» What to produce: Report how many lines in the entries below have the word "links" in them, and give no other words.
(Beginning of Supplied data)
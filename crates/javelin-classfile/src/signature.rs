//! The generic-signature grammar.
//!
//! Parsing only: the lowerer renders signature strings directly from bound
//! types, but the classpath reader needs the ASTs to rebuild generic types
//! from compiled class files.
//!
//! Grammar (class-file form): type variables as `TFoo;`, class types as
//! `Lpkg/Outer<Args>.Inner;`, wildcards as `*`, `+T`, `-T`, arrays as `[T`.

use crate::error::ClassFileError;

#[derive(Clone, Debug, PartialEq)]
pub enum TypeSig {
    /// One of `B C D F I J S Z`.
    Base(char),
    Class(ClassSig),
    TyVar(String),
    Array(Box<TypeSig>),
    /// Only as a method return.
    Void,
}

/// `Lpkg/Outer<...>.Inner<...>;` — the package and outermost simple name are
/// fused in `binary`; nested links follow with their own arguments.
#[derive(Clone, Debug, PartialEq)]
pub struct ClassSig {
    /// Binary name of the outermost named class (`java/util/Map`).
    pub binary: String,
    pub args: Vec<TypeArgSig>,
    /// `.Inner<...>` links, outermost first.
    pub nested: Vec<(String, Vec<TypeArgSig>)>,
}

impl ClassSig {
    /// The binary name of the innermost class (`java/util/Map$Entry`).
    pub fn full_binary_name(&self) -> String {
        let mut name = self.binary.clone();
        for (simple, _) in &self.nested {
            name.push('$');
            name.push_str(simple);
        }
        name
    }
}

#[derive(Clone, Debug, PartialEq)]
pub enum TypeArgSig {
    /// `*`
    Unbounded,
    Exact(TypeSig),
    /// `+T`
    Extends(TypeSig),
    /// `-T`
    Super(TypeSig),
}

#[derive(Clone, Debug, PartialEq)]
pub struct SigTypeParam {
    pub name: String,
    /// The (possibly absent) class bound; absent is rendered `:` and means
    /// the bound list starts with an interface.
    pub class_bound: Option<TypeSig>,
    pub iface_bounds: Vec<TypeSig>,
}

#[derive(Clone, Debug, PartialEq)]
pub struct ClassSignature {
    pub type_params: Vec<SigTypeParam>,
    pub superclass: TypeSig,
    pub interfaces: Vec<TypeSig>,
}

#[derive(Clone, Debug, PartialEq)]
pub struct MethodSignature {
    pub type_params: Vec<SigTypeParam>,
    pub params: Vec<TypeSig>,
    pub ret: TypeSig,
    pub throws: Vec<TypeSig>,
}

pub fn parse_type_signature(text: &str) -> Result<TypeSig, ClassFileError> {
    let mut cursor = Cursor::new(text);
    let sig = cursor.type_sig()?;
    cursor.expect_end()?;
    Ok(sig)
}

pub fn parse_class_signature(text: &str) -> Result<ClassSignature, ClassFileError> {
    let mut cursor = Cursor::new(text);
    let type_params = cursor.opt_type_params()?;
    let superclass = cursor.type_sig()?;
    let mut interfaces = Vec::new();
    while !cursor.at_end() {
        interfaces.push(cursor.type_sig()?);
    }
    Ok(ClassSignature {
        type_params,
        superclass,
        interfaces,
    })
}

pub fn parse_method_signature(text: &str) -> Result<MethodSignature, ClassFileError> {
    let mut cursor = Cursor::new(text);
    let type_params = cursor.opt_type_params()?;
    cursor.expect('(')?;
    let mut params = Vec::new();
    while cursor.peek() != Some(')') {
        params.push(cursor.type_sig()?);
    }
    cursor.expect(')')?;
    let ret = if cursor.peek() == Some('V') {
        cursor.bump();
        TypeSig::Void
    } else {
        cursor.type_sig()?
    };
    let mut throws = Vec::new();
    while cursor.peek() == Some('^') {
        cursor.bump();
        throws.push(cursor.type_sig()?);
    }
    cursor.expect_end()?;
    Ok(MethodSignature {
        type_params,
        params,
        ret,
        throws,
    })
}

struct Cursor<'s> {
    text: &'s str,
    pos: usize,
}

impl<'s> Cursor<'s> {
    fn new(text: &'s str) -> Self {
        Cursor { text, pos: 0 }
    }

    fn peek(&self) -> Option<char> {
        self.text[self.pos..].chars().next()
    }

    fn bump(&mut self) -> Option<char> {
        let ch = self.peek()?;
        self.pos += ch.len_utf8();
        Some(ch)
    }

    fn fail(&self) -> ClassFileError {
        ClassFileError::BadSignature(self.text.to_string())
    }

    fn expect(&mut self, ch: char) -> Result<(), ClassFileError> {
        if self.bump() == Some(ch) {
            Ok(())
        } else {
            Err(self.fail())
        }
    }

    fn expect_end(&self) -> Result<(), ClassFileError> {
        if self.at_end() { Ok(()) } else { Err(self.fail()) }
    }

    fn at_end(&self) -> bool {
        self.pos >= self.text.len()
    }

    /// An identifier: everything up to a signature metacharacter.
    fn identifier(&mut self) -> Result<String, ClassFileError> {
        let start = self.pos;
        while let Some(ch) = self.peek() {
            if matches!(ch, '.' | ';' | '[' | '/' | '<' | '>' | ':') {
                break;
            }
            self.bump();
        }
        if self.pos == start {
            return Err(self.fail());
        }
        Ok(self.text[start..self.pos].to_string())
    }

    fn opt_type_params(&mut self) -> Result<Vec<SigTypeParam>, ClassFileError> {
        if self.peek() != Some('<') {
            return Ok(Vec::new());
        }
        self.bump();
        let mut params = Vec::new();
        while self.peek() != Some('>') {
            let name = self.identifier()?;
            self.expect(':')?;
            let class_bound = match self.peek() {
                Some(':') | Some('>') => None,
                _ => Some(self.type_sig()?),
            };
            let mut iface_bounds = Vec::new();
            while self.peek() == Some(':') {
                self.bump();
                iface_bounds.push(self.type_sig()?);
            }
            params.push(SigTypeParam {
                name,
                class_bound,
                iface_bounds,
            });
        }
        self.expect('>')?;
        Ok(params)
    }

    fn type_sig(&mut self) -> Result<TypeSig, ClassFileError> {
        match self.peek().ok_or_else(|| self.fail())? {
            'B' | 'C' | 'D' | 'F' | 'I' | 'J' | 'S' | 'Z' => {
                let c = self.bump().expect("peeked");
                Ok(TypeSig::Base(c))
            }
            '[' => {
                self.bump();
                Ok(TypeSig::Array(Box::new(self.type_sig()?)))
            }
            'T' => {
                self.bump();
                let name = self.identifier()?;
                self.expect(';')?;
                Ok(TypeSig::TyVar(name))
            }
            'L' => self.class_sig().map(TypeSig::Class),
            _ => Err(self.fail()),
        }
    }

    fn class_sig(&mut self) -> Result<ClassSig, ClassFileError> {
        self.expect('L')?;
        let mut binary = self.identifier()?;
        while self.peek() == Some('/') {
            self.bump();
            binary.push('/');
            binary.push_str(&self.identifier()?);
        }
        let args = self.opt_type_args()?;
        let mut nested = Vec::new();
        while self.peek() == Some('.') {
            self.bump();
            let simple = self.identifier()?;
            let args = self.opt_type_args()?;
            nested.push((simple, args));
        }
        self.expect(';')?;
        Ok(ClassSig {
            binary,
            args,
            nested,
        })
    }

    fn opt_type_args(&mut self) -> Result<Vec<TypeArgSig>, ClassFileError> {
        if self.peek() != Some('<') {
            return Ok(Vec::new());
        }
        self.bump();
        let mut args = Vec::new();
        while self.peek() != Some('>') {
            let arg = match self.peek().ok_or_else(|| self.fail())? {
                '*' => {
                    self.bump();
                    TypeArgSig::Unbounded
                }
                '+' => {
                    self.bump();
                    TypeArgSig::Extends(self.type_sig()?)
                }
                '-' => {
                    self.bump();
                    TypeArgSig::Super(self.type_sig()?)
                }
                _ => TypeArgSig::Exact(self.type_sig()?),
            };
            args.push(arg);
        }
        self.expect('>')?;
        Ok(args)
    }
}

#[cfg(test)]
mod tests {
    use super::*;

    #[test]
    fn class_signature() {
        let sig = parse_class_signature(
            "<K:Ljava/lang/Object;V:Ljava/lang/Object;>Ljava/lang/Object;Ljava/util/Map<TK;TV;>;",
        )
        .unwrap();
        assert_eq!(sig.type_params.len(), 2);
        assert_eq!(sig.type_params[0].name, "K");
        assert_eq!(sig.interfaces.len(), 1);
        let TypeSig::Class(iface) = &sig.interfaces[0] else {
            panic!("expected class");
        };
        assert_eq!(iface.binary, "java/util/Map");
        assert_eq!(iface.args.len(), 2);
    }

    #[test]
    fn interface_first_bound_is_absent() {
        let sig = parse_class_signature(
            "<T::Ljava/lang/Comparable<TT;>;>Ljava/lang/Object;",
        )
        .unwrap();
        assert!(sig.type_params[0].class_bound.is_none());
        assert_eq!(sig.type_params[0].iface_bounds.len(), 1);
    }

    #[test]
    fn method_signature_with_throws() {
        let sig = parse_method_signature("<X:Ljava/lang/Throwable;>(TX;[I)V^TX;").unwrap();
        assert_eq!(sig.type_params.len(), 1);
        assert_eq!(sig.params.len(), 2);
        assert_eq!(sig.ret, TypeSig::Void);
        assert_eq!(sig.throws, vec![TypeSig::TyVar("X".to_string())]);
    }

    #[test]
    fn nested_generic_class() {
        let sig = parse_type_signature("Ljava/util/Map<TK;TV;>.Entry<TK;>;").unwrap();
        let TypeSig::Class(class) = sig else {
            panic!("expected class");
        };
        assert_eq!(class.binary, "java/util/Map");
        assert_eq!(class.nested.len(), 1);
        assert_eq!(class.full_binary_name(), "java/util/Map$Entry");
    }

    #[test]
    fn wildcards() {
        let sig = parse_type_signature("Ljava/util/List<+Ljava/lang/Number;>;").unwrap();
        let TypeSig::Class(class) = sig else {
            panic!("expected class");
        };
        assert!(matches!(class.args[0], TypeArgSig::Extends(_)));
        let sig = parse_type_signature("Ljava/util/List<*>;").unwrap();
        let TypeSig::Class(class) = sig else {
            panic!("expected class");
        };
        assert_eq!(class.args, vec![TypeArgSig::Unbounded]);
    }
}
(End of Supplied data)
» Result: 2